A couple of weeks ago, my friend j. IM’d and asked if I would make a hat for a friend of hers just beginning her chemo journey. I agreed, of course, and when she sent the yarn, I happily set aside my other projects and whipped up a hat. When that used half the skein, I decided to complete the set with some wrist warmers.

Something hit me while I was working on this project and another comfort gift last week. I was more content than I had been in a while. In fact, as I packaged them up for shipping, I was saddened the project was over.
I love crocheting, and, yes, I love crocheting things for myself. However, the peace that fills me while I’m making a gift – especially a gift for someone truly in need of comfort – is undeniable.
I grew up with service being an integral part of my social life. Girl Scouts and 4-H both put a heavy emphasis on serving others and the Earth as part of being a good citizen. I was raised in a religion that heavily emphasizes social justice. I lost sight of this to a certain extent upon reaching adulthood. That is to say, while I understood the necessity of being a giving person, I didn’t often make the time or effort to follow through.
Over the past few years, though, the true meaning and purpose of life has begun to cement itself in my conscious mind. And it is this: It is all about love, empathy, and understanding. We are all one. We are all indivisible. A woman three thousand miles away is a sister to us all. The cap I make her will not cure her cancer, but the knowledge that someone cares for her enough to make the effort may bring a smile to her face on a day when she really needs it. A positive attitude will help her in her healing.
Giving and sharing are central to my belief system. It is not enough to do for others to fulfill a duty, or because one thinks she should. I do, because it is right. I cannot understand how I could live life correctly without it, or if I am unable to contribute for a time, without supreme empathy. Yes, of course, I also give because it feels good. I am only human, after all. But it cannot be the only reason or the driving force. I cannot feel only good about making such a small gesture when there is so much dire need; there is always a certain amount of despair that accompanies it. Sadness that I am not doing more. I can only do as much as I can do with the resources that I have, and I suppress the negative emotion once I acknowledge it, because I strongly believe that it does little good to dwell on it.
Of course, I need to work to achieve balance in this, as in all areas of my life. (Balance is always my biggest struggle.) My boys would both like me to crochet something for them, and I have another pair of socks to make for myself with the yarn gift from my husband. I am also beginning to feel pulled back towards digital scrapbooking, but I’m resisting. I’m afraid that I will follow my old pattern: when I pick up another creative pursuit, my current one gets shoved in a drawer, often for years. I’m not ready to give up on crochet, even for a short break, but can I balance both digiscrapping and crocheting as leisure time pursuits? Perhaps keeping service projects going with the crochet will help prevent its decline? I suppose the only thing to do is try.


5 comments
Comments feed for this article
January 23, 2009 at 10:14 pm
introvertmom
This is the j. for whom aimeewrites employed her talents. Not only was I moved when I opened the package the other day and saw her beautiful work, but ms. writes needed to make me teary-eyed with this post.

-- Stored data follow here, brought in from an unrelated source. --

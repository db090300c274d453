use newsdesk_core::db::open_db_in_memory;
use newsdesk_core::query::{FilterError, QueryParams};
use newsdesk_core::{
    News, NewsRepository, NewsStatus, PageLimits, RepoError, SqliteNewsRepository,
    SqliteTopicRepository, Topic, TopicRepository,
};
use rusqlite::Connection;

fn params(pairs: &[(&str, &str)]) -> QueryParams {
    let mut params = QueryParams::new();
    for (key, value) in pairs {
        params
            .entry(key.to_string())
            .or_default()
            .push(value.to_string());
    }
    params
}

fn link_count(conn: &Connection) -> i64 {
    conn.query_row("SELECT COUNT(*) FROM news_topic;", [], |row| row.get(0))
        .unwrap()
}

#[test]
fn insert_then_get_round_trip() {
    let conn = open_db_in_memory().unwrap();
    let repo = SqliteNewsRepository::new(&conn);

    let news = News::new("rates rise", "central bank moves").with_status(NewsStatus::Published);
    let id = repo.insert_item(&news).unwrap();

    let loaded = repo.get_item_by_id(id).unwrap();
    assert_eq!(
        loaded,
        News {
            id: Some(id),
            created_at: loaded.created_at,
            updated_at: loaded.updated_at,
            ..news
        }
    );
    assert!(loaded.created_at > 0);
}

#[test]
fn status_filter_supports_sets_and_exclusion() {
    let conn = open_db_in_memory().unwrap();
    let repo = SqliteNewsRepository::new(&conn);
    repo.insert_item(&News::new("a", "")).unwrap();
    repo.insert_item(&News::new("b", "").with_status(NewsStatus::Published))
        .unwrap();
    repo.insert_item(&News::new("c", "").with_status(NewsStatus::Deleted))
        .unwrap();

    let published = repo.get_list(&params(&[("status", "published")])).unwrap();
    assert_eq!(published.len(), 1);
    assert_eq!(published[0].title, "b");

    let visible = repo
        .get_list(&params(&[("status", "draft"), ("status", "published")]))
        .unwrap();
    assert_eq!(visible.len(), 2);

    let not_deleted = repo.get_list(&params(&[("status_ne", "deleted")])).unwrap();
    assert_eq!(not_deleted.len(), 2);
}

#[test]
fn invalid_status_filter_is_invalid_value() {
    let conn = open_db_in_memory().unwrap();
    let repo = SqliteNewsRepository::new(&conn);

    let err = repo
        .get_list(&params(&[("status", "archived")]))
        .unwrap_err();
    assert!(matches!(
        err,
        RepoError::Filter(FilterError::InvalidValue { .. })
    ));
    assert_eq!(err.code(), "invalid_value");
}

#[test]
fn timestamp_range_filter() {
    let conn = open_db_in_memory().unwrap();
    let repo = SqliteNewsRepository::new(&conn);
    let old_id = repo.insert_item(&News::new("old", "")).unwrap();
    let new_id = repo.insert_item(&News::new("new", "")).unwrap();
    conn.execute(
        "UPDATE news SET created_at = 1000 WHERE id = ?1;",
        [old_id],
    )
    .unwrap();

    let recent = repo
        .get_list(&params(&[("created_at_gt", "1000")]))
        .unwrap();
    assert_eq!(recent.len(), 1);
    assert_eq!(recent[0].id, Some(new_id));

    let err = repo
        .get_list(&params(&[("created_at_gt", "yesterday")]))
        .unwrap_err();
    assert!(matches!(
        err,
        RepoError::Filter(FilterError::InvalidValue { .. })
    ));
}

#[test]
fn configured_page_limits_apply() {
    let conn = open_db_in_memory().unwrap();
    let limits = PageLimits::new(2, 3).unwrap();
    let repo = SqliteNewsRepository::with_page_limits(&conn, limits);
    for n in 0..5 {
        repo.insert_item(&News::new(format!("n{n}"), "")).unwrap();
    }

    assert_eq!(repo.get_list(&QueryParams::new()).unwrap().len(), 2);
    let err = repo
        .get_list(&params(&[("page_size", "4")]))
        .unwrap_err();
    assert!(matches!(
        err,
        RepoError::Filter(FilterError::InvalidPagination { .. })
    ));
}

#[test]
fn update_replaces_fields() {
    let conn = open_db_in_memory().unwrap();
    let repo = SqliteNewsRepository::new(&conn);
    let id = repo.insert_item(&News::new("draft", "v1")).unwrap();

    let edit = News::new("final", "v2").with_status(NewsStatus::Published);
    repo.update_item(id, &edit).unwrap();

    let loaded = repo.get_item_by_id(id).unwrap();
    assert_eq!(loaded.title, "final");
    assert_eq!(loaded.content, "v2");
    assert_eq!(loaded.status, NewsStatus::Published);
}

#[test]
fn update_with_blank_title_is_validation_error() {
    let conn = open_db_in_memory().unwrap();
    let repo = SqliteNewsRepository::new(&conn);
    let id = repo.insert_item(&News::new("title", "")).unwrap();

    let err = repo.update_item(id, &News::new("", "")).unwrap_err();
    assert!(matches!(err, RepoError::Validation(_)));
    assert_eq!(repo.get_item_by_id(id).unwrap().title, "title");
}

#[test]
fn missing_rows_are_not_found() {
    let conn = open_db_in_memory().unwrap();
    let repo = SqliteNewsRepository::new(&conn);

    assert!(matches!(
        repo.get_item_by_id(1).unwrap_err(),
        RepoError::NotFound { table: "news", id: 1 }
    ));
    assert!(matches!(
        repo.update_item(1, &News::new("x", "")).unwrap_err(),
        RepoError::NotFound { .. }
    ));
    assert!(matches!(
        repo.delete_item(1).unwrap_err(),
        RepoError::NotFound { .. }
    ));
}

#[test]
fn set_topics_replaces_full_link_set() {
    let conn = open_db_in_memory().unwrap();
    let news = SqliteNewsRepository::new(&conn);
    let topics = SqliteTopicRepository::new(&conn);
    let politics = topics.insert_item(&Topic::new("politics")).unwrap();
    let economy = topics.insert_item(&Topic::new("economy")).unwrap();
    let science = topics.insert_item(&Topic::new("science")).unwrap();
    let id = news.insert_item(&News::new("budget", "")).unwrap();

    news.set_topics(id, &[politics, economy, economy]).unwrap();
    assert_eq!(link_count(&conn), 2);

    news.set_topics(id, &[science]).unwrap();
    let linked = topics.get_list_by_news_id(id, &QueryParams::new()).unwrap();
    assert_eq!(linked.len(), 1);
    assert_eq!(linked[0].id, Some(science));

    news.set_topics(id, &[]).unwrap();
    assert_eq!(link_count(&conn), 0);
}

#[test]
fn set_topics_refreshes_updated_at() {
    let conn = open_db_in_memory().unwrap();
    let news = SqliteNewsRepository::new(&conn);
    let id = news.insert_item(&News::new("budget", "")).unwrap();
    conn.execute("UPDATE news SET updated_at = 1 WHERE id = ?1;", [id])
        .unwrap();

    news.set_topics(id, &[]).unwrap();

    assert!(news.get_item_by_id(id).unwrap().updated_at > 1);
}

#[test]
fn set_topics_for_missing_news_is_not_found() {
    let conn = open_db_in_memory().unwrap();
    let news = SqliteNewsRepository::new(&conn);

    let err = news.set_topics(99, &[1]).unwrap_err();
    assert!(matches!(err, RepoError::NotFound { table: "news", id: 99 }));
}

#[test]
fn set_topics_with_unknown_topic_rolls_back() {
    let conn = open_db_in_memory().unwrap();
    let news = SqliteNewsRepository::new(&conn);
    let topics = SqliteTopicRepository::new(&conn);
    let kept = topics.insert_item(&Topic::new("kept")).unwrap();
    let id = news.insert_item(&News::new("budget", "")).unwrap();
    news.set_topics(id, &[kept]).unwrap();

    let err = news.set_topics(id, &[kept + 100]).unwrap_err();
    assert!(matches!(
        err,
        RepoError::Storage {
            operation: "insert",
            table: "news_topic",
            ..
        }
    ));

    let linked = topics.get_list_by_news_id(id, &QueryParams::new()).unwrap();
    assert_eq!(linked.len(), 1);
    assert_eq!(linked[0].id, Some(kept));
}

#[test]
fn topic_scoped_reads_and_cascading_deletes() {
    let conn = open_db_in_memory().unwrap();
    let news = SqliteNewsRepository::new(&conn);
    let topics = SqliteTopicRepository::new(&conn);
    let tech = topics.insert_item(&Topic::new("tech")).unwrap();
    let first = news
        .insert_item(&News::new("chips", "").with_status(NewsStatus::Published))
        .unwrap();
    let second = news.insert_item(&News::new("phones", "")).unwrap();
    let unrelated = news.insert_item(&News::new("weather", "")).unwrap();
    news.set_topics(first, &[tech]).unwrap();
    news.set_topics(second, &[tech]).unwrap();

    let in_topic = news.get_list_by_topic_id(tech, &QueryParams::new()).unwrap();
    assert_eq!(
        in_topic.iter().map(|item| item.id).collect::<Vec<_>>(),
        vec![Some(first), Some(second)]
    );

    let published = news
        .get_list_by_topic_id(tech, &params(&[("status", "published")]))
        .unwrap();
    assert_eq!(published.len(), 1);

    assert_eq!(news.get_item_by_topic_id(tech, second).unwrap().title, "phones");
    assert!(matches!(
        news.get_item_by_topic_id(tech, unrelated).unwrap_err(),
        RepoError::NotFound { .. }
    ));

    news.delete_item(first).unwrap();
    assert_eq!(link_count(&conn), 1);
    topics.delete_item(tech).unwrap();
    assert_eq!(link_count(&conn), 0);
    assert!(news.get_item_by_id(second).is_ok());
}

#[test]
fn unknown_stored_status_is_mapping_error() {
    let conn = open_db_in_memory().unwrap();
    conn.execute(
        "INSERT INTO news (title, content, status) VALUES ('odd', '', 'archived');",
        [],
    )
    .unwrap();
    let repo = SqliteNewsRepository::new(&conn);

    let err = repo.get_list(&QueryParams::new()).unwrap_err();
    assert!(matches!(err, RepoError::Mapping { table: "news", .. }));
}

#[test]
fn news_serializes_with_snake_case_fields() {
    let news = News {
        id: Some(3),
        title: "t".to_string(),
        content: "c".to_string(),
        status: NewsStatus::Published,
        created_at: 10,
        updated_at: 20,
    };

    let json = serde_json::to_value(&news).unwrap();
    assert_eq!(
        json,
        serde_json::json!({
            "id": 3,
            "title": "t",
            "content": "c",
            "status": "published",
            "created_at": 10,
            "updated_at": 20
        })
    );

    let parsed: News = serde_json::from_str(r#"{"id": null, "title": "x", "content": ""}"#).unwrap();
    assert_eq!(parsed.status, NewsStatus::Draft);
    assert_eq!(parsed.id, None);
}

Ms. writes… whether you are crocheting, offering advice and listening, or sharing one of your frickin’ sunshiney smiles, you have a way of sharing and touching people. You’ve just got that energy about you. Another reason the Pacific NW needs you… to help us all through those grey months.
January 24, 2009 at 10:19 pm
Sheri
Ok, this post was awesome and I was going to comment on Aimee’s generosity and talent. Then I read j’s comment and I’m feeling all sniffly. Big group hug! Do we get to see pics of the hat? Is it the same style as the one you made for yourself? I think I am cycling out of crochet mode again, too. Not sure what will be next, probably 5 months of texts…
January 26, 2009 at 12:41 pm
Heather
What a beautiful post, Aimee! I think you can achieve a balance of serving others, your family, and doing something for yourself, for sure. When are we nearer the heart of God than when we are serving our fellow man?? And how can that help but make us feel happy and satisfied? Group hug indeed! =)
I’m sure you know this, but there are plenty of groups on Ravelry where you can pursue your charitable/caring heart. =)
February 1, 2009 at 10:05 pm
Barb
Ooh, do you have the pattern for the wrist warmers? I’m going to pick up my dusty crochet hooks again.